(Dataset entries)
=== Begin Enclosure ===

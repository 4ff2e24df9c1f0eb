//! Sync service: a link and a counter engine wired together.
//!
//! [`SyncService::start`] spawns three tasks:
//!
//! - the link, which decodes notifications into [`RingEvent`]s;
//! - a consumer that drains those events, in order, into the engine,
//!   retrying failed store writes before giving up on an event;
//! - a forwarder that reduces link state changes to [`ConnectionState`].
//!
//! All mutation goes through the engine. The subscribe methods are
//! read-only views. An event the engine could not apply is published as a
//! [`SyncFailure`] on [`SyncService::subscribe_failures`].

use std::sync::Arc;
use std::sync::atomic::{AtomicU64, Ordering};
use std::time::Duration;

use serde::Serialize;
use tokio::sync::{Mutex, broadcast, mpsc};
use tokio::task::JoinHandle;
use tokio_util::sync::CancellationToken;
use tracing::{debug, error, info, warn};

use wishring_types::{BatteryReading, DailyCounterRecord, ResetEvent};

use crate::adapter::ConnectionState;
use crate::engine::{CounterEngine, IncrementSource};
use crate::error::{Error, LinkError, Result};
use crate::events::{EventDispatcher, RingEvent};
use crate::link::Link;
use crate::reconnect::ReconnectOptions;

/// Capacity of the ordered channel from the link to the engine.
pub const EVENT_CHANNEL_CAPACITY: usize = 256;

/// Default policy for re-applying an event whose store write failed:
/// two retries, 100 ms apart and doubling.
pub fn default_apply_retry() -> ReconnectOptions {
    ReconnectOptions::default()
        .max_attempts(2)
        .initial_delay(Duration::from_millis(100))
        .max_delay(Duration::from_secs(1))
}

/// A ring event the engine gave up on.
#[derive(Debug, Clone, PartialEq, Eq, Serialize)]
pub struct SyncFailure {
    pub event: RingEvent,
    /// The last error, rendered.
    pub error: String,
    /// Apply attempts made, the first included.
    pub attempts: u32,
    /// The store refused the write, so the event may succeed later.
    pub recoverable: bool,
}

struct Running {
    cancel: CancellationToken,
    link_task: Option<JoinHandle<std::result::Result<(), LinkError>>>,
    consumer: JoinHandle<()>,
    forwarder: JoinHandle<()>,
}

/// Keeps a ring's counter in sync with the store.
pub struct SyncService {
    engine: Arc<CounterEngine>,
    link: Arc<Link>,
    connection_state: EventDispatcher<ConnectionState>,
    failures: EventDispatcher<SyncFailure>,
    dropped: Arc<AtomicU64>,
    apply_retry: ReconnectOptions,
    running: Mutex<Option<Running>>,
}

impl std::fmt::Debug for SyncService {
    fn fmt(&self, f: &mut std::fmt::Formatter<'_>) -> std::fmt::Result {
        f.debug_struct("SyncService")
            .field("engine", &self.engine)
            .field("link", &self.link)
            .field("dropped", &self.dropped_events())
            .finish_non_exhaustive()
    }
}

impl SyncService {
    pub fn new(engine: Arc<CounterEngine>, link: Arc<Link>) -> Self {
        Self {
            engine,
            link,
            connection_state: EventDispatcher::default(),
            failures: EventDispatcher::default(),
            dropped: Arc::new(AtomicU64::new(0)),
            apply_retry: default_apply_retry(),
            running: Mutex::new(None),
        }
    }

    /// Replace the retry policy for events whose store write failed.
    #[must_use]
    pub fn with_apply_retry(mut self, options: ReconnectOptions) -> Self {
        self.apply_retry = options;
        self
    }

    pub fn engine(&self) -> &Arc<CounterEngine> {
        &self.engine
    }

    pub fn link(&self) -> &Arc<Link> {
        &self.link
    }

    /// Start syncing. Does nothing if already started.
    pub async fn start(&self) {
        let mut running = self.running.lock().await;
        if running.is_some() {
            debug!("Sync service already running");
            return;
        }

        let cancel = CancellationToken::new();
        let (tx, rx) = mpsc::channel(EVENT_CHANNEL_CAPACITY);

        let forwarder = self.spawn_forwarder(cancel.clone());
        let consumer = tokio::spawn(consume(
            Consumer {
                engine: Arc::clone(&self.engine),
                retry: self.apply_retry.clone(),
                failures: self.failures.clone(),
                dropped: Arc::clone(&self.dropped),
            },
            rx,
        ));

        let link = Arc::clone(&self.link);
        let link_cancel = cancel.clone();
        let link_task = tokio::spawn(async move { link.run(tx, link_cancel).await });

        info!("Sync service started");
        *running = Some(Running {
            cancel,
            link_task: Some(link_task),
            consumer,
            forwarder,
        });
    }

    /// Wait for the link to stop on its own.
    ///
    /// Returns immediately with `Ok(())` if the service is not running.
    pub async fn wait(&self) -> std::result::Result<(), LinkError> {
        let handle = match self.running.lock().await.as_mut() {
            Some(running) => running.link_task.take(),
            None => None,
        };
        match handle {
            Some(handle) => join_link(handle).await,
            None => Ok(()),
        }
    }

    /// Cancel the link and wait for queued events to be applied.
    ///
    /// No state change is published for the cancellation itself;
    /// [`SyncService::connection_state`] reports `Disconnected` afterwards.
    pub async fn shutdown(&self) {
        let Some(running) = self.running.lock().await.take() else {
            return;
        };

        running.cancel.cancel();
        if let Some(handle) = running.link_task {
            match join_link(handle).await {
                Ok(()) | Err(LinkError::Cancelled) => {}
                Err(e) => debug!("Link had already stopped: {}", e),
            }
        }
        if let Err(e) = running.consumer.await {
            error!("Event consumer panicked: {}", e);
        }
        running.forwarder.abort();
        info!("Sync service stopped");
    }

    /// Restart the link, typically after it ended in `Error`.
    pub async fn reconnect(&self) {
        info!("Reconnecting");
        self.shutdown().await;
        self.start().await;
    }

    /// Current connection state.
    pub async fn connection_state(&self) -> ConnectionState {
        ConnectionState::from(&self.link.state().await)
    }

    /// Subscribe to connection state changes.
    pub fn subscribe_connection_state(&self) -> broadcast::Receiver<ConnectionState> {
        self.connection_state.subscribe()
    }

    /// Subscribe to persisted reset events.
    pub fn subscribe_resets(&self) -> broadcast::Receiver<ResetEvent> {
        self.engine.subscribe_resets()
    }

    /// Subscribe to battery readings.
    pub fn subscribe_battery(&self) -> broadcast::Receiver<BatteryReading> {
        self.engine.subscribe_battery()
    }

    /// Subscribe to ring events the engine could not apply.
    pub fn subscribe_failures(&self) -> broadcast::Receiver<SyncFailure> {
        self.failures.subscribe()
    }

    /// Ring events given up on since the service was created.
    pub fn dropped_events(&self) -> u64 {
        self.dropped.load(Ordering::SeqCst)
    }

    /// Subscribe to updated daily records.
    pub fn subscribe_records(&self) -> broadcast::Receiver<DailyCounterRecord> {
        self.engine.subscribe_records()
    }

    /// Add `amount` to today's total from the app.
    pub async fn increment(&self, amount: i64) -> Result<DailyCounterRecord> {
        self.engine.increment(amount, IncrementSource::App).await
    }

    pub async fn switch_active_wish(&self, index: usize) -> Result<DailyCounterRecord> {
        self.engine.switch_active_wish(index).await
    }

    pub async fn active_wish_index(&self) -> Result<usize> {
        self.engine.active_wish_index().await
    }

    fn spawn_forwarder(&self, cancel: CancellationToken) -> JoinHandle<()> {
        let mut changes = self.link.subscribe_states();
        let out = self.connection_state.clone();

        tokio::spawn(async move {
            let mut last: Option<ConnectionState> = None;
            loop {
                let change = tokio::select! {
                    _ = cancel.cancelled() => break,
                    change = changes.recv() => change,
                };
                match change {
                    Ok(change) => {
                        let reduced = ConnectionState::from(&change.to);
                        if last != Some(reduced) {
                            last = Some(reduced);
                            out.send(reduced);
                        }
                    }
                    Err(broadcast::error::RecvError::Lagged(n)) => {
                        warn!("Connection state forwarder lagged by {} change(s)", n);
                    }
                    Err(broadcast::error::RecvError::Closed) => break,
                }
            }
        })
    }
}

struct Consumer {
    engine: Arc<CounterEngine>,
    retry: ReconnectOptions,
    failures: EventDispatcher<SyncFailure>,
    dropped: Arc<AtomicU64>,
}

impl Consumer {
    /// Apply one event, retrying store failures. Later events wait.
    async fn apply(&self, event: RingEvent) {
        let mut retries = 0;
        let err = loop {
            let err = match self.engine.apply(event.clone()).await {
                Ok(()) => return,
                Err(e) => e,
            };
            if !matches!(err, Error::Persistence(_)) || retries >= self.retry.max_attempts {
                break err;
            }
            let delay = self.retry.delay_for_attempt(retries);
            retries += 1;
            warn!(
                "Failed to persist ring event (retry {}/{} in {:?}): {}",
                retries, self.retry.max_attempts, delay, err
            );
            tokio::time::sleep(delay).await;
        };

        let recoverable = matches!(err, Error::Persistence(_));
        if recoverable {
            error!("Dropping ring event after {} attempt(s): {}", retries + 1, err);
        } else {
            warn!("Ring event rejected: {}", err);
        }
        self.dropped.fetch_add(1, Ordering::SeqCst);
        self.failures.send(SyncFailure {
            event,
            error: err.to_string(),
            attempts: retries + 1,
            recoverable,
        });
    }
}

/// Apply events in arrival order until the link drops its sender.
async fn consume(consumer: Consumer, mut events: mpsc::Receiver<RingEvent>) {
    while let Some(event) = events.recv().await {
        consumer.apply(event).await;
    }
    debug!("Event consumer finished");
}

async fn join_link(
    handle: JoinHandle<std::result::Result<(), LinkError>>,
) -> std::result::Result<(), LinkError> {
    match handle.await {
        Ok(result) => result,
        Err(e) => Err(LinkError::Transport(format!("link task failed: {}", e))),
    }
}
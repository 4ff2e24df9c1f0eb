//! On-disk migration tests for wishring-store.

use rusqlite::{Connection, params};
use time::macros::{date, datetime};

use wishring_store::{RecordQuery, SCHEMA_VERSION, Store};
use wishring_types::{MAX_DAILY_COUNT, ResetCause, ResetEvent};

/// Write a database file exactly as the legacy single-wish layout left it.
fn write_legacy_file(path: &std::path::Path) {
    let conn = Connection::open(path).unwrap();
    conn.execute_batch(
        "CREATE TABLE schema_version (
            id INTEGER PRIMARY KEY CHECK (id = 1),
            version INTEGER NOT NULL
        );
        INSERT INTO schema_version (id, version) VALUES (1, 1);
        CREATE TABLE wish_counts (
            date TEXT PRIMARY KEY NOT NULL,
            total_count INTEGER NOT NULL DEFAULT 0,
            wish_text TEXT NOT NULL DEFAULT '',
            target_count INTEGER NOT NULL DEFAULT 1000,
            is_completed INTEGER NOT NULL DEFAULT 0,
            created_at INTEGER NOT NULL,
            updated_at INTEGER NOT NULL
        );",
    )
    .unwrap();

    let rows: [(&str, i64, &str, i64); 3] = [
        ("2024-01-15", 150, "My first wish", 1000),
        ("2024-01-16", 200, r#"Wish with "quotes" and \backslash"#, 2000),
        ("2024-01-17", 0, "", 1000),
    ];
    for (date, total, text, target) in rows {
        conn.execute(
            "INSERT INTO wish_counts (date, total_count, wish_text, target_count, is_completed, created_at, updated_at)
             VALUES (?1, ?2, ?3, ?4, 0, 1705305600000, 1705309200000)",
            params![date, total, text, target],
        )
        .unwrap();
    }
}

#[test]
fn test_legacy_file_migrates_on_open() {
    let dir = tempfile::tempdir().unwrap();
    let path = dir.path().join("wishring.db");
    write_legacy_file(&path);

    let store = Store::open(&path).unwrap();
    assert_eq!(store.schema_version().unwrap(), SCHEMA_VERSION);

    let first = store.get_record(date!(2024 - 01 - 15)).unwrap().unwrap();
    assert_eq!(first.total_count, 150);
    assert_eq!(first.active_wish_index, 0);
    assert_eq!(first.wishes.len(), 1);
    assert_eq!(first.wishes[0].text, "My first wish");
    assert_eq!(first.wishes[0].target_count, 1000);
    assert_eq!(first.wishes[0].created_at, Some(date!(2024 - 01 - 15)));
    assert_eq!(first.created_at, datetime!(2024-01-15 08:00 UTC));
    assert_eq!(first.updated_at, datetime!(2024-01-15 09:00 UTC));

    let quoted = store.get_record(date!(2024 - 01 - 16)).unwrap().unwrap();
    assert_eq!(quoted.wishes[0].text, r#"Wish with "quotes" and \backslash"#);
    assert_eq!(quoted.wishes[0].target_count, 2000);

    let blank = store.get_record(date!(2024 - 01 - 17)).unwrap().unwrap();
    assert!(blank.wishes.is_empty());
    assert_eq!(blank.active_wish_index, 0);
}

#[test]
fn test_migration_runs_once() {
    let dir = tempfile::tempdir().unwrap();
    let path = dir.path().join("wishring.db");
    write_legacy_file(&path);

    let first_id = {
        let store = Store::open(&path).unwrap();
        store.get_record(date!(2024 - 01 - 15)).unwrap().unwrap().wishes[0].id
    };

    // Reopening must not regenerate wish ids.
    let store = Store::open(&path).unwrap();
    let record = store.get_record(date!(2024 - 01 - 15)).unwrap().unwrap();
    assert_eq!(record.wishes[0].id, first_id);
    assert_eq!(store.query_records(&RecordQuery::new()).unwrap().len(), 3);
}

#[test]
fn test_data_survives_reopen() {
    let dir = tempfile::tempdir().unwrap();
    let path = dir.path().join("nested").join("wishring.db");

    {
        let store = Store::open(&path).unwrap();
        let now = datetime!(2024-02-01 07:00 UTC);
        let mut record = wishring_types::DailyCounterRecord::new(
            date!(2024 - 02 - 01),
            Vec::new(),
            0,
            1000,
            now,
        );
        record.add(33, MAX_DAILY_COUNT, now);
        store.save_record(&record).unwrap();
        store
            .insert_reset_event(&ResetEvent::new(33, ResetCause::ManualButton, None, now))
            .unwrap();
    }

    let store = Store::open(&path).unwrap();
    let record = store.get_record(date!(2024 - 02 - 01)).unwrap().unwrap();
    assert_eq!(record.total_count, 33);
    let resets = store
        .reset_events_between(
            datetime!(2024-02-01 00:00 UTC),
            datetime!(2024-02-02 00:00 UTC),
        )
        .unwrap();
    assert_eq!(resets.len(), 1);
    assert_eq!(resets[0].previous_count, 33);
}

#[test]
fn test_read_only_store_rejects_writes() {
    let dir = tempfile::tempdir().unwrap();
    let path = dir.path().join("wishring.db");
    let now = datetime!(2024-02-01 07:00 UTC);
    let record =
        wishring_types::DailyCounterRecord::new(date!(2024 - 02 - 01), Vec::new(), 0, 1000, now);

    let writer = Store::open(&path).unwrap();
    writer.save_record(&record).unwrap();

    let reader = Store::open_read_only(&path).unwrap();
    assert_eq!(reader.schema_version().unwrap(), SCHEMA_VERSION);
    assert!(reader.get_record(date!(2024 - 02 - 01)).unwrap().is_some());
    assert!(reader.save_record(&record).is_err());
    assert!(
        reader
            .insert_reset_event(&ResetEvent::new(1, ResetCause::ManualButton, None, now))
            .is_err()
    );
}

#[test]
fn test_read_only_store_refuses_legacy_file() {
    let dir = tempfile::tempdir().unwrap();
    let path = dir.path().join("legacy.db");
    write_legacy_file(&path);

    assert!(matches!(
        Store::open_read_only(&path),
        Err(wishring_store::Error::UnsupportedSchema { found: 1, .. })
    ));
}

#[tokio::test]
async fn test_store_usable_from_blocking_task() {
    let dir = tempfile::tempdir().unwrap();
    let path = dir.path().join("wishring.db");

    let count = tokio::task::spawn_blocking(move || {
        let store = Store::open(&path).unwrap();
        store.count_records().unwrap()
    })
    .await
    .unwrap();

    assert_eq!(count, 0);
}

=== End Enclosure ===

**WHAT YOU NEED TO DO**. Which of the lines in the data contain the string "backslash"? Return each one.

**ANSWER SPACE**.
        ("2024-01-16", 200, r#"Wish with "quotes" and \backslash"#, 2000),
    assert_eq!(quoted.wishes[0].text, r#"Wish with "quotes" and \backslash"#);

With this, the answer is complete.